By Dr. Lin Chia-lung
NVIDIA CEO Jensen Huang famously uses a "five-layer cake" analogy to describe the artificial intelligence ecosystem: energy at the base, followed by chips, infrastructure, models, and applications. This architecture illustrates that AI is far more than a software race of chatbots; it is a massive industrial matrix. If any single layer is missing, the entire system collapses.
When we view the U.S.–China race for AI supremacy through this lens, one geopolitical reality comes into sharp focus: Taiwan is the fulcrum upon which the global balance of power tips.
As Mr. Jensen Huang recently remarked: "Taiwan is the center of the AI revolution. Chips, advanced packaging, system assembly, and AI supercomputers are all done in Taiwan." This reality exposes the flaws in some political rhetorics— asserting that "Taiwan stole America's chip industry." Such claims fundamentally misunderstand the profound technological symbiosis that binds the U.S. and Taiwan.
The Tech Symbiosis: Hardware Meets Software
Taiwan’s semiconductor dominance is the result of decades of strategic cultivation—from pioneering research institutions to tech titans like TSMC, MediaTek, and Foxconn. Supported by an elite talent pool and relentless innovation, Taiwan has built a highly specialized, tightly knit ecosystem that cannot be easily replicated.

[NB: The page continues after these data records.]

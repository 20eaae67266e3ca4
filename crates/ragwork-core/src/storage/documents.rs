//! Document and chunk persistence
//!
//! Documents are keyed by title. Chunks are keyed by `(document_id, chunk_index)`
//! and carry their embedding as little-endian `f32` bytes.

use chrono::NaiveDateTime;
use sqlx::FromRow;
use tracing::debug;

use crate::error::{Error, Result};
use crate::storage::Database;

/// A stored document
#[derive(Debug, Clone, PartialEq, Eq, FromRow)]
pub struct DocumentRecord {
    pub id: i64,
    pub title: String,
    pub content: String,
    pub created_at: NaiveDateTime,
    pub updated_at: NaiveDateTime,
}

/// Chunk metadata without its vector
#[derive(Debug, Clone, PartialEq, Eq, FromRow)]
pub struct ChunkRecord {
    pub id: i64,
    pub document_id: i64,
    pub chunk_index: i64,
    pub content: String,
    pub dimensions: i64,
}

/// A chunk with its decoded embedding, the unit retrieval scores against
#[derive(Debug, Clone, PartialEq)]
pub struct StoredChunk {
    pub document_id: i64,
    pub chunk_index: i64,
    pub content: String,
    pub embedding: Vec<f32>,
}

/// Row counts for the two tables
#[derive(Debug, Clone, Default, PartialEq, Eq)]
pub struct StorageStats {
    pub documents: i64,
    pub chunks: i64,
    /// Every distinct vector width present in `chunks`
    pub dimensions: Vec<i64>,
}

#[derive(FromRow)]
struct StoredChunkRow {
    document_id: i64,
    chunk_index: i64,
    content: String,
    embedding: Vec<u8>,
}

impl From<StoredChunkRow> for StoredChunk {
    fn from(row: StoredChunkRow) -> Self {
        Self {
            document_id: row.document_id,
            chunk_index: row.chunk_index,
            content: row.content,
            embedding: decode_embedding(&row.embedding),
        }
    }
}

/// Serialize a vector as little-endian `f32` bytes
pub fn encode_embedding(vector: &[f32]) -> Vec<u8> {
    vector.iter().flat_map(|f| f.to_le_bytes()).collect()
}

/// Inverse of [`encode_embedding`]; trailing bytes that do not form a full
/// `f32` are ignored
pub fn decode_embedding(bytes: &[u8]) -> Vec<f32> {
    bytes
        .chunks_exact(4)
        .map(|chunk| f32::from_le_bytes([chunk[0], chunk[1], chunk[2], chunk[3]]))
        .collect()
}

/// Repository for documents and chunks
pub struct DocumentRepository<'a> {
    db: &'a Database,
}

impl<'a> DocumentRepository<'a> {
    pub fn new(db: &'a Database) -> Self {
        Self { db }
    }

    /// Insert a document, or replace the content of the one with this title.
    /// Returns the row id, which is stable across re-ingestion.
    pub async fn upsert_document(&self, title: &str, content: &str) -> Result<i64> {
        let (id,): (i64,) = sqlx::query_as(
            r#"
            INSERT INTO documents (title, content) VALUES (?, ?)
            ON CONFLICT(title) DO UPDATE SET
                content = excluded.content,
                updated_at = CURRENT_TIMESTAMP
            RETURNING id
            "#,
        )
        .bind(title)
        .bind(content)
        .fetch_one(self.db.pool())
        .await?;

        debug!(document_id = id, title = %title, "Document upserted");
        Ok(id)
    }

    /// Store one chunk. An existing `(document_id, chunk_index)` row is left
    /// untouched; the return value says whether a row was written.
    pub async fn insert_chunk(
        &self,
        document_id: i64,
        chunk_index: i64,
        content: &str,
        embedding: &[f32],
    ) -> Result<bool> {
        if embedding.is_empty() {
            return Err(Error::InvalidInput(
                "Refusing to store a chunk with an empty embedding".to_string(),
            ));
        }
        if chunk_index < 0 {
            return Err(Error::InvalidInput(format!(
                "Chunk index must be non-negative, got {}",
                chunk_index
            )));
        }

        let result = sqlx::query(
            r#"
            INSERT INTO chunks (document_id, chunk_index, content, embedding, dimensions)
            VALUES (?, ?, ?, ?, ?)
            ON CONFLICT(document_id, chunk_index) DO NOTHING
            "#,
        )
        .bind(document_id)
        .bind(chunk_index)
        .bind(content)
        .bind(encode_embedding(embedding))
        .bind(embedding.len() as i64)
        .execute(self.db.pool())
        .await?;

        Ok(result.rows_affected() > 0)
    }

    /// Every chunk with its vector, in storage order
    pub async fn stored_chunks(&self) -> Result<Vec<StoredChunk>> {
        let rows: Vec<StoredChunkRow> = sqlx::query_as(
            "SELECT document_id, chunk_index, content, embedding FROM chunks ORDER BY id",
        )
        .fetch_all(self.db.pool())
        .await?;

        Ok(rows.into_iter().map(StoredChunk::from).collect())
    }

    pub async fn get_document(&self, id: i64) -> Result<Option<DocumentRecord>> {
        let row = sqlx::query_as(
            "SELECT id, title, content, created_at, updated_at FROM documents WHERE id = ?",
        )
        .bind(id)
        .fetch_optional(self.db.pool())
        .await?;
        Ok(row)
    }

    pub async fn find_by_title(&self, title: &str) -> Result<Option<DocumentRecord>> {
        let row = sqlx::query_as(
            "SELECT id, title, content, created_at, updated_at FROM documents WHERE title = ?",
        )
        .bind(title)
        .fetch_optional(self.db.pool())
        .await?;
        Ok(row)
    }

    pub async fn list_documents(&self) -> Result<Vec<DocumentRecord>> {
        let rows = sqlx::query_as(
            "SELECT id, title, content, created_at, updated_at FROM documents ORDER BY title",
        )
        .fetch_all(self.db.pool())
        .await?;
        Ok(rows)
    }

    /// Chunks of one document ordered by index
    pub async fn chunks_for(&self, document_id: i64) -> Result<Vec<ChunkRecord>> {
        if self.get_document(document_id).await?.is_none() {
            return Err(Error::DocumentNotFound(document_id.to_string()));
        }

        let rows = sqlx::query_as(
            r#"
            SELECT id, document_id, chunk_index, content, dimensions
            FROM chunks WHERE document_id = ?
            ORDER BY chunk_index
            "#,
        )
        .bind(document_id)
        .fetch_all(self.db.pool())
        .await?;
        Ok(rows)
    }

    pub async fn stats(&self) -> Result<StorageStats> {
        let (documents,): (i64,) = sqlx::query_as("SELECT COUNT(*) FROM documents")
            .fetch_one(self.db.pool())
            .await?;
        let (chunks,): (i64,) = sqlx::query_as("SELECT COUNT(*) FROM chunks")
            .fetch_one(self.db.pool())
            .await?;
        let dimensions: Vec<(i64,)> =
            sqlx::query_as("SELECT DISTINCT dimensions FROM chunks ORDER BY dimensions")
                .fetch_all(self.db.pool())
                .await?;

        Ok(StorageStats {
            documents,
            chunks,
            dimensions: dimensions.into_iter().map(|(d,)| d).collect(),
        })
    }
}

#[cfg(test)]
mod tests {
    use super::*;

    async fn test_db() -> Database {
        Database::in_memory().await.expect("Failed to create database")
    }

    #[test]
    fn test_embedding_bytes() {
        let vector = vec![1.0f32, -0.5, 0.25];
        let bytes = encode_embedding(&vector);
        assert_eq!(bytes.len(), 12);
        assert_eq!(&bytes[0..4], &1.0f32.to_le_bytes());
        assert_eq!(decode_embedding(&bytes), vector);
    }

    #[test]
    fn test_decode_ignores_partial_trailing_bytes() {
        let mut bytes = encode_embedding(&[2.0]);
        bytes.push(0xff);
        assert_eq!(decode_embedding(&bytes), vec![2.0]);
    }

    #[tokio::test]
    async fn test_upsert_does_not_duplicate() {
        let db = test_db().await;
        let repo = DocumentRepository::new(&db);

        let first = repo.upsert_document("avengers.md", "old text").await.unwrap();
        let second = repo.upsert_document("avengers.md", "new text").await.unwrap();
        assert_eq!(first, second);

        let docs = repo.list_documents().await.unwrap();
        assert_eq!(docs.len(), 1);
        assert_eq!(docs[0].content, "new text");
    }

    #[tokio::test]
    async fn test_insert_chunk_ignores_conflicts() {
        let db = test_db().await;
        let repo = DocumentRepository::new(&db);
        let doc = repo.upsert_document("thor.md", "hammer").await.unwrap();

        assert!(repo.insert_chunk(doc, 0, "hammer", &[1.0, 0.0]).await.unwrap());
        assert!(!repo.insert_chunk(doc, 0, "changed", &[0.0, 1.0]).await.unwrap());

        let chunks = repo.stored_chunks().await.unwrap();
        assert_eq!(chunks.len(), 1);
        assert_eq!(chunks[0].content, "hammer");
        assert_eq!(chunks[0].embedding, vec![1.0, 0.0]);
    }

    #[tokio::test]
    async fn test_insert_chunk_rejects_empty_vector() {
        let db = test_db().await;
        let repo = DocumentRepository::new(&db);
        let doc = repo.upsert_document("hulk.md", "smash").await.unwrap();

        let err = repo.insert_chunk(doc, 0, "smash", &[]).await.unwrap_err();
        assert!(matches!(err, Error::InvalidInput(_)));
    }

    #[tokio::test]
    async fn test_chunks_for_orders_by_index() {
        let db = test_db().await;
        let repo = DocumentRepository::new(&db);
        let doc = repo.upsert_document("cap.md", "shield").await.unwrap();

        repo.insert_chunk(doc, 1, "second", &[0.5]).await.unwrap();
        repo.insert_chunk(doc, 0, "first", &[0.5]).await.unwrap();

        let chunks = repo.chunks_for(doc).await.unwrap();
        let indices: Vec<i64> = chunks.iter().map(|c| c.chunk_index).collect();
        assert_eq!(indices, vec![0, 1]);
        assert_eq!(chunks[0].dimensions, 1);
    }

    #[tokio::test]
    async fn test_chunks_for_unknown_document() {
        let db = test_db().await;
        let repo = DocumentRepository::new(&db);

        let err = repo.chunks_for(42).await.unwrap_err();
        assert!(matches!(err, Error::DocumentNotFound(_)));
    }

    #[tokio::test]
    async fn test_stats() {
        let db = test_db().await;
        let repo = DocumentRepository::new(&db);
        assert_eq!(repo.stats().await.unwrap(), StorageStats::default());

        let a = repo.upsert_document("a.md", "a").await.unwrap();
        let b = repo.upsert_document("b.md", "b").await.unwrap();
        repo.insert_chunk(a, 0, "a", &[1.0, 2.0]).await.unwrap();
        repo.insert_chunk(b, 0, "b", &[1.0, 2.0, 3.0]).await.unwrap();

        let stats = repo.stats().await.unwrap();
        assert_eq!(stats.documents, 2);
        assert_eq!(stats.chunks, 2);
        assert_eq!(stats.dimensions, vec![2, 3]);
    }

    #[tokio::test]
    async fn test_find_by_title() {
        let db = test_db().await;
        let repo = DocumentRepository::new(&db);
        let id = repo.upsert_document("widow.md", "red room").await.unwrap();

        let found = repo.find_by_title("widow.md").await.unwrap().unwrap();
        assert_eq!(found.id, id);
        assert!(repo.find_by_title("missing.md").await.unwrap().is_none());
    }
}
//! Connection handling for the document store
//!
//! A `Database` is opened once per command from a connection string and
//! passed explicitly to whatever needs it. It holds a single connection by
//! default, matching the sequential pipeline.

use crate::storage::migrations;
use anyhow::{Context, Result};
use sqlx::SqlitePool;
use sqlx::sqlite::{SqliteConnectOptions, SqliteJournalMode, SqlitePoolOptions};
use std::str::FromStr;

const DEFAULT_MAX_CONNECTIONS: u32 = 1;

/// Connection string used for throwaway databases
const IN_MEMORY_URL: &str = "sqlite::memory:";

/// How to open a `Database`
#[derive(Debug, Clone)]
pub struct DatabaseConfig {
    /// Connection string, e.g. `sqlite://ragwork.db` or `sqlite::memory:`
    pub url: String,
    pub max_connections: u32,
    /// Bring the schema up to date on open
    pub auto_migrate: bool,
}

impl DatabaseConfig {
    /// Create a config for the given connection string
    pub fn with_url(url: impl Into<String>) -> Self {
        Self {
            url: url.into(),
            max_connections: DEFAULT_MAX_CONNECTIONS,
            auto_migrate: true,
        }
    }

    /// A private database that lives as long as the pool
    pub fn in_memory() -> Self {
        Self::with_url(IN_MEMORY_URL)
    }

    pub fn max_connections(mut self, max: u32) -> Self {
        self.max_connections = max;
        self
    }

    /// Open without touching the schema
    pub fn no_migrate(mut self) -> Self {
        self.auto_migrate = false;
        self
    }

    fn is_in_memory(&self) -> bool {
        self.url.contains(":memory:") || self.url.contains("mode=memory")
    }
}

/// Pooled handle to the document store
#[derive(Debug, Clone)]
pub struct Database {
    pool: SqlitePool,
    config: DatabaseConfig,
}

impl Database {
    /// Open a database with the given configuration
    pub async fn new(config: DatabaseConfig) -> Result<Self> {
        let mut connect_options = SqliteConnectOptions::from_str(&config.url)
            .with_context(|| format!("Invalid database URL: {}", config.url))?
            .create_if_missing(true)
            .foreign_keys(true);

        let mut pool_options = SqlitePoolOptions::new().max_connections(config.max_connections);

        if config.is_in_memory() {
            // Closing the last connection would drop the whole database
            pool_options = pool_options.idle_timeout(None).max_lifetime(None);
        } else {
            connect_options = connect_options.journal_mode(SqliteJournalMode::Wal);
        }

        let pool = pool_options
            .connect_with(connect_options)
            .await
            .with_context(|| format!("Failed to connect to database: {}", config.url))?;

        let db = Self {
            pool,
            config: config.clone(),
        };

        if config.auto_migrate {
            db.migrate().await?;
        }

        Ok(db)
    }

    /// Open a database from a connection string with default options
    pub async fn connect(url: &str) -> Result<Self> {
        Self::new(DatabaseConfig::with_url(url)).await
    }

    /// Migrated in-memory store, used by tests and credential-free tools
    pub async fn in_memory() -> Result<Self> {
        Self::new(DatabaseConfig::in_memory()).await
    }

    pub fn pool(&self) -> &SqlitePool {
        &self.pool
    }

    pub fn config(&self) -> &DatabaseConfig {
        &self.config
    }

    pub async fn migrate(&self) -> Result<()> {
        migrations::run_migrations(&self.pool)
            .await
            .context("Failed to run database migrations")
    }

    /// Drop all tables and recreate them empty
    pub async fn reset_schema(&self) -> Result<()> {
        migrations::reset_schema(&self.pool)
            .await
            .context("Failed to reset database schema")
    }

    pub async fn migration_status(&self) -> Result<migrations::MigrationStatus> {
        migrations::migration_status(&self.pool)
            .await
            .context("Failed to check migration status")
    }

    /// Round-trip a trivial query
    pub async fn health_check(&self) -> Result<()> {
        sqlx::query("SELECT 1")
            .fetch_one(&self.pool)
            .await
            .context("Database health check failed")?;
        Ok(())
    }

    /// Wait for open connections to finish and close them
    pub async fn close(&self) {
        self.pool.close().await;
    }
}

This makes Taiwan an irreplaceable strategic partner for Washington as it strives to build a resilient, "Non-Red Supply Chain" to safeguard national security.
The U.S. has long elevated AI competition to a core national strategy, declaring in its America’s AI Action Plan that Washington must set the global gold standard for AI and eliminate reliance on "adversarial technologies." Yet, to maintain its lead, export controls and software models are not enough. Washington must secure a sustainable physical supply chain, which is precisely where Taiwan's value lies across the AI layers:
- The Chip Layer: The U.S. possesses the world’s strongest chip design capabilities, but designs must be manufactured and packaged at ultra-high yields to become actual AI capacity. Taiwan sits at the nucleus of this loop, producing roughly 90% of the world's AI servers and over 90% of advanced-node chips. American software dominance cannot be realized without Taiwanese hardware.
- The Infrastructure Layer: The U.S. houses hyperscale cloud titans like Microsoft, Google, and Meta. Taiwan commands the comprehensive hardware and ICT supply chain. Merging American platforms with Taiwan’s manufacturing prowess yields the world's most complete AI infrastructure system.
Defending the Democratic AI Frontier
This symbiotic reality is the foundation of the landmark Silicon Age Declaration, signed at the recent U.S.–Taiwan Economic Prosperity Partnership Dialogue (EPPD). Spanning AI supply chain security, digital infrastructure, and high-tech talent, this agreement cements a framework for bilateral economic security.
Crucially, this cooperation extends into the Model Layer. While the U.S. maintains a qualitative lead in cutting-edge models, Beijing is aggressively weaponizing low-cost open-source models across the Global South. The U.S. and Taiwan are actively collaborating on "Sovereign AI" initiatives," ensuring that data security and national sovereignty remain intact prevents the global AI order from being dominated by authoritarian narratives.
The Next Frontier: Physical AI
The ultimate crucible of this tech race will take place at the fifth layer: Physical AI—the integration of AI into robotics, drones, smart manufacturing, and defense. Here, Taiwan faces both unprecedented opportunities and fierce competition.
Taiwan must evolve past its traditional role as a contract manufacturer and actively build a Democratic AI Alliance: weaving together Taiwan’s chips, America’s models, Japan’s robotics, and Europe’s industrial applications. Concurrently, Taiwan must transform its own machine tools, medical devices, and drone sectors into prime testing grounds for Physical AI.
Taiwan's Ministry of Foreign Affairs is aligning its diplomatic and economic strategies to meet this moment—integrating Sovereign AI into the Global Democratic Value Chain, reinforcing drone capabilities in the Indo-Pacific First Island Chain, and securing the global deployment of semiconductors via the Non-Red Supply Chain.
Bound by the "Silicon Age" framework, Taiwan stands as the ultimate pivot point in the U.S.–China AI competition. By helping the United States fully leverage its capital and market dominance while deploying Taiwan's unparalleled supply chain strengths, Taiwan is positioning itself at the vanguard of the next industrial revolution—not just as a supplier, but as an indispensable co-creator of the democratic world's technological future.
The author is the Minister of Foreign Affairs of the Republic of China (Taiwan).